NIH director says new Israeli knowledge is constructing within the US

NIH Director Ms. Francis Collins holds up a mockup of the coronavirus as he testifies before a hearing showing the budget estimates for the National Institute of Health (NIH) and the state of medical research on Capitol Hill in Washington, DC on Jan. May 2021.

Sarah Silberner | AFP | Getty Images

New data from Israel on the effectiveness of Covid-19 vaccines over time are causing US health leaders to reconsider their position on booster vaccines in the US, said Dr. Francis Collins, director of the National Institutes of Health, on Tuesday.

“The people who were vaccinated in January are the ones who have more groundbreaking cases now,” Collins said during an interview on the Hugh Hewitt Show, referring to Covid infections in fully vaccinated people. Israel on Monday released new data showing a reduction in the effectiveness of Pfizer’s Covid vaccine against serious illness in people 65 and over who were fully vaccinated in January or February.

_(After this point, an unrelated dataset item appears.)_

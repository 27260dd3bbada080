//! Deterministic encoding and hashing.

pub mod canonical_json;
pub mod hashing;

Collins said the surge in so-called breakthrough cases in Israel was likely due to a combination of the highly contagious Delta variant and the decline in Covid vaccine protection over time.

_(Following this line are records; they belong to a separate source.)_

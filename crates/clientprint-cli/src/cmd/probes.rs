use std::collections::BTreeMap;
use std::path::Path;

use anyhow::Result;
use serde::Serialize;

use clientprint_probes::{builtin_registry, evaluate_spec, Host, HostCapabilities};

use crate::io::input;
use crate::output;

#[derive(Debug, Serialize)]
pub struct ProbeInfo {
    pub id: String,
    pub category: &'static str,
    pub name: String,
    pub version: String,
    pub asynchronous: bool,
    pub wants: Vec<String>,
    #[serde(skip_serializing_if = "Option::is_none")]
    pub status: Option<&'static str>,
    #[serde(skip_serializing_if = "Vec::is_empty")]
    pub missing: Vec<String>,
    pub meta: BTreeMap<String, String>,
}

#[derive(Debug, Serialize)]
pub struct ProbesOut {
    #[serde(skip_serializing_if = "Option::is_none")]
    pub host: Option<HostCapabilities>,
    pub probes: Vec<ProbeInfo>,
}

pub async fn run(host_path: Option<&Path>) -> Result<()> {
    let registry = builtin_registry()?;
    let caps = match host_path {
        Some(p) => Some(input::load_host(Some(p))?.capabilities()),
        None => None,
    };

    let probes: Vec<ProbeInfo> = registry
        .list()
        .into_iter()
        .map(|spec| {
            let ev = caps.as_ref().map(|c| evaluate_spec(spec, c));
            ProbeInfo {
                id: spec.id.as_str().to_string(),
                category: spec.category.key(),
                name: spec.name.clone(),
                version: spec.version.clone(),
                asynchronous: spec.asynchronous,
                wants: spec
                    .wants
                    .iter()
                    .filter(|(_, w)| **w)
                    .map(|(k, _)| k.clone())
                    .collect(),
                status: ev.as_ref().map(|e| e.label()),
                missing: ev.map(|e| e.missing).unwrap_or_default(),
                meta: spec.meta.clone(),
            }
        })
        .collect();

    if output::is_json() {
        return output::print(&ProbesOut { host: caps, probes });
    }

    output::heading("probes")?;
    for p in &probes {
        let wants = if p.wants.is_empty() {
            "-".to_string()
        } else {
            p.wants.join(",")
        };
        let detail = format!("{} v{} wants={wants}", p.name, p.version);
        match p.status {
            Some(_) => output::status(p.missing.is_empty(), &p.id, &detail)?,
            None => output::field(&p.id, &detail)?,
        }
    }
    Ok(())
}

“Most of the time, of course, these are symptomatic, but not severe,” he said. “But you are seeing a little trend towards some of those who need to be hospitalized.”

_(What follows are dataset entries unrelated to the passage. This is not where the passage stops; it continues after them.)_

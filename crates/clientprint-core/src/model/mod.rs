//! clientprint data models.
//!
//! This module defines the strongly-typed Rust representations of a collection
//! run: the `SignalRecord` and the seven per-category signal types.
//!
//! Design goals:
//! - **Closed shape:** every category has a fixed type; there is no open-ended map.
//! - **Explicit sentinels:** an absent capability is a value (`CanvasSignal::Unsupported`,
//!   `AudioSignal::Unsupported`, `WebGlSignal(None)`, empty lists), never a missing key.
//! - **Deterministic serialization:** field order is declaration order. The bytes used
//!   for hashing are produced by `crate::determinism::canonical_json`, not by default
//!   serde formatting.
//!
//! Models are "dumb" data. Probing and policy live in `clientprint-probes`.

pub mod record;
pub mod signals;

pub use record::{Category, SignalRecord};
pub use signals::{
    AudioFingerprint, AudioSignal, CanvasSignal, CompressorParams, FontSignal, NetworkSignal,
    ParamValue, PluginSignal, UserAgentSignal, WebGlInfo, WebGlParams, WebGlSignal,
    CANVAS_UNSUPPORTED,
};

/// Structural checks for records that arrive as untyped JSON (saved files, IPC).
pub mod validate {
    use serde_json::Value;

    use super::*;
    use crate::errors::{ClientprintError, ClientprintResult};

    /// Check that `value` is an object holding exactly the seven category keys
    /// in declared order, then decode it.
    pub fn record_from_value(value: Value) -> ClientprintResult<SignalRecord> {
        let obj = value
            .as_object()
            .ok_or_else(|| ClientprintError::invalid_argument("record must be a JSON object"))?;

        let keys: Vec<&str> = obj.keys().map(|k| k.as_str()).collect();
        if let Some(unknown) = keys.iter().find(|k| Category::from_key(k).is_none()) {
            return Err(ClientprintError::invalid_argument(format!(
                "unknown record category {unknown:?}"
            )));
        }
        let expected: Vec<&str> = Category::ALL.iter().map(|c| c.key()).collect();
        if keys != expected {
            return Err(ClientprintError::invalid_argument(format!(
                "record keys must be exactly {expected:?} in order, got {keys:?}"
            )));
        }

        Ok(serde_json::from_value(value)?)
    }
}
//! clientprint-core
//!
//! Core primitives for clientprint:
//! - `SignalRecord` and the seven per-category signal models
//! - Canonical JSON encoding (declaration order, canonical numbers)
//! - Digest engine (sha256 by default) rendering 64-char lowercase hex
//! - Explicit configuration and error types
//!
//! This crate performs no host queries and no I/O. Probing lives in
//! `clientprint-probes`.

pub mod config;
pub mod determinism;
pub mod errors;
pub mod model;

pub use crate::determinism::hashing::{digest, digest_with, Digest};
pub use crate::errors::{ClientprintError, ClientprintResult};

/// Convenience re-exports.
pub mod prelude {
    pub use crate::config::{CollectionConfig, CoreConfig, HashAlgorithm, HashingConfig};
    pub use crate::determinism::canonical_json::{format_number, to_canonical_bytes};
    pub use crate::determinism::hashing::{digest, digest_with, Digest};
    pub use crate::model::{
        AudioFingerprint, AudioSignal, CanvasSignal, Category, CompressorParams, FontSignal,
        NetworkSignal, ParamValue, PluginSignal, SignalRecord, UserAgentSignal, WebGlInfo,
        WebGlParams, WebGlSignal,
    };
    pub use crate::{ClientprintError, ClientprintResult};
}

Collins’ comments come because federal health officials are expected to ensure that most people in the U.S. eligible for Covid vaccination should receive booster vaccinations eight months after their second dose.

The federal guideline, which would only apply to the two-shot vaccines Pfizer and Moderna, could go into effect as early as mid-September, according to NBC News, citing two unnamed sources familiar with the discussions.

The New York Times reported Monday that federal health officials are particularly concerned about data from Israel, where Covid vaccinations began before many other countries. The data reportedly showed that the Pfizer vaccine was less than 55% effective against serious illness and hospitalization in people aged 65 and over who were vaccinated in January.

Collins said Tuesday that federal officials see the same thing in US data.

“Although right now it’s still like our vaccine protection is working really well,” he said. “But we don’t want to wait until it’s too late. That’s why we look at the data. “

Until now, federal officials have not recommended booster doses for the general public. On Friday, they approved the administration of Covid booster shots of Pfizer and Moderna vaccines to Americans with compromised immune systems, which include cancer and HIV patients, as well as people with organ transplants.

Covid vaccine makers, including Pfizer and Moderna, have repeatedly claimed that everyone will need a booster dose at some point and possibly additional doses each year, just like they did with seasonal flu.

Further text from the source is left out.